Suspendue à la porte d'une galerie de l'antique Jérusalem, une robe blanche immaculée, ornée de délicates croix rouges formant des motifs floraux, se balance doucement, comme un écho silencieux du passé. Yasser Barakat, gardien de ces trésors, révèle que cette tenue est probablement une robe de mariée, un chef-d'œuvre de délicatesse. 

Tatreez à Jerusalem

Autour de lui, d'autres merveilles brodées reposent dans un coffre ancien, chaque pièce est une histoire tissée avec soin dans chaque fil, un patrimoine Palestinien précieux à préserver.

Chez Yasser Barakat, Jerusalem

Embroidered detail on a thoub at the Yasser Barakat Gallery in Jerusalem

Thoub. Détail brodé chez Yasser Barakat, Jerusalem

Cet artisanat traditionnel, baptisé tatreez, est l'héritage vivant de la Palestine. Transmis de mère en fille, ce savoir-faire unique en son genre va au-delà du simple ornement de vêtements et d'accessoires ; il raconte la richesse d'une culture, la force d'un peuple en quête de préservation de son identité. Ces broderies ne sont pas de simples motifs, mais des récits en fil, empreints de culture, d'héritage, et de résilience face à l’adversité. Symbole fort de l'identité palestinienne, le tatreez orne les foyers des familles palestiniennes en Cisjordanie, à Gaza, en Israël, et même dans la diaspora, témoignant d'une tradition qui défie les frontières et les épreuves du temps.

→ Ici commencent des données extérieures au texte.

//! # Database
//!
//! Connection management for the shipment document store ([SurrealDB](https://surrealdb.com)).
//!
//! * `mem://`, `rocksdb://`, `ws://` and `http://` endpoints through the `any` engine.
//! * Health checks with exponential back-off while the engine starts.
//! * Versioned, checksummed migrations contributed by the feature slices.
//!
//! ```rust
//! use tport_database::{Database, DatabaseError};
//!
//! # #[tokio::main(flavor = "current_thread")]
//! # async fn main() -> Result<(), DatabaseError> {
//! let db = Database::builder().url("mem://").session("tport", "core").init().await?;
//! db.health().await?;
//! # Ok(())
//! # }
//! ```

mod error;
mod migrations;

pub use error::{DatabaseError, DatabaseErrorExt};
pub use migrations::{Migration, MigrationReport};

use migrations::MigrationRunner;
use std::ops::Deref;
use std::sync::Arc;
use std::time::Duration;
use surrealdb::Surreal;
use surrealdb::engine::any::{Any, connect};
use surrealdb::opt::auth::Root;
use tracing::{debug, info, instrument, warn};

const HEALTH_ATTEMPTS: u32 = 3;
const INITIAL_BACKOFF: Duration = Duration::from_millis(500);

#[derive(Debug)]
struct DatabaseInner {
    instance: Surreal<Any>,
    namespace: String,
    database: String,
}

/// Shared handle to an established session. Derefs to the `SurrealDB` client.
#[derive(Debug, Clone)]
pub struct Database {
    inner: Arc<DatabaseInner>,
}

impl Database {
    pub fn builder() -> DatabaseBuilder {
        DatabaseBuilder::default()
    }

    #[must_use]
    pub fn namespace(&self) -> &str {
        &self.inner.namespace
    }

    #[must_use]
    pub fn database(&self) -> &str {
        &self.inner.database
    }
}

impl Deref for Database {
    type Target = Surreal<Any>;

    fn deref(&self) -> &Self::Target {
        &self.inner.instance
    }
}

#[must_use = "builders do nothing unless you call .init()"]
#[derive(Debug, Default)]
pub struct DatabaseBuilder {
    url: Option<String>,
    namespace: Option<String>,
    database: Option<String>,
    credentials: Option<(String, String)>,
    migrations: Vec<Migration>,
}

impl DatabaseBuilder {
    pub fn url(mut self, url: impl Into<String>) -> Self {
        self.url = Some(url.into());
        self
    }

    pub fn session(mut self, namespace: impl Into<String>, database: impl Into<String>) -> Self {
        self.namespace = Some(namespace.into());
        self.database = Some(database.into());
        self
    }

    /// Root credentials for remote engines.
    pub fn auth(mut self, username: impl Into<String>, password: impl Into<String>) -> Self {
        self.credentials = Some((username.into(), password.into()));
        self
    }

    /// Appends migrations; they run in the order they were added.
    pub fn migrations(mut self, migrations: impl IntoIterator<Item = Migration>) -> Self {
        self.migrations.extend(migrations);
        self
    }

    /// Connects, waits for the engine to report healthy, signs in, selects the session and
    /// applies pending migrations.
    ///
    /// # Errors
    ///
    /// * [`DatabaseError::Validation`] when the URL or session is missing.
    /// * [`DatabaseError::Connection`] when the engine cannot start or stays unhealthy.
    /// * [`DatabaseError::Auth`] when the root credentials are rejected.
    /// * [`DatabaseError::Migration`] / [`DatabaseError::Surreal`] when migrating fails.
    #[instrument(skip_all, fields(url = self.url, ns = self.namespace, db = self.database))]
    pub async fn init(self) -> Result<Database, DatabaseError> {
        let (Some(url), Some(namespace), Some(database)) = (self.url, self.namespace, self.database)
        else {
            return Err(DatabaseError::Validation {
                message: "url, namespace and database are required".into(),
                context: None,
            });
        };

        let instance = connect(url.as_str()).await.map_err(|e| DatabaseError::Connection {
            message: e.to_string().into(),
            context: Some("Starting engine".into()),
        })?;

        wait_until_healthy(&instance, &url).await?;

        if let Some((username, password)) = self.credentials {
            instance
                .signin(Root { username: &username, password: &password })
                .await
                .map_err(|e| DatabaseError::Auth {
                    message: e.to_string().into(),
                    context: Some(url.clone().into()),
                })?;
        }

        instance.use_ns(&namespace).use_db(&database).await.context("Selecting session")?;

        let version = instance.version().await.map_or_else(|_| "unknown".to_owned(), |v| v.to_string());
        info!(%namespace, %database, %version, "SurrealDB connection established");

        let report = MigrationRunner::new(&instance).run(&self.migrations).await?;
        for key in &report.skipped {
            debug!(migration = %key, "Migration already applied");
        }
        for key in &report.applied {
            info!(migration = %key, "Migration applied");
        }

        Ok(Database { inner: Arc::new(DatabaseInner { instance, namespace, database }) })
    }
}

async fn wait_until_healthy(instance: &Surreal<Any>, url: &str) -> Result<(), DatabaseError> {
    let mut delay = INITIAL_BACKOFF;
    for attempt in 1..=HEALTH_ATTEMPTS {
        match instance.health().await {
            Ok(()) => return Ok(()),
            Err(err) if attempt == HEALTH_ATTEMPTS => {
                return Err(DatabaseError::Connection {
                    message: err.to_string().into(),
                    context: Some(format!("{url} unhealthy after {HEALTH_ATTEMPTS} attempts").into()),
                });
            }
            Err(err) => {
                warn!(attempt, ?delay, error = %err, "Database not ready, retrying");
                tokio::time::sleep(delay).await;
                delay *= 2;
            }
        }
    }
    Ok(())
}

Artisan pres de Hebron, dans une thoub traditionelle

La broderie au point de croix est un artisanat ancien pratiqué par des communautés à travers le monde. Il est difficile de dire quand et où cette technique a commencé, mais elle a été une partie intégrante de la tradition textile de la région et a des racines profondes dans l'histoire palestinienne, remontant à des siècles, voire même plus longtemps. Des fouilles archéologiques à Jéricho ont découvert des représentations de femmes portant un thoub brodé (une robe traditionnelle palestinienne), et des preuves suggèrent que les "styles de broderie actuels font partie d'une tradition culturelle qui remonte à des milliers d'années". Elle est tellement ancrée dans la culture que, en 2021, "L'art de la broderie en Palestine, les pratiques, les compétences, les connaissances et les rituels" ont été inscrits sur la liste du patrimoine culturel immatériel de l'humanité de l'UNESCO.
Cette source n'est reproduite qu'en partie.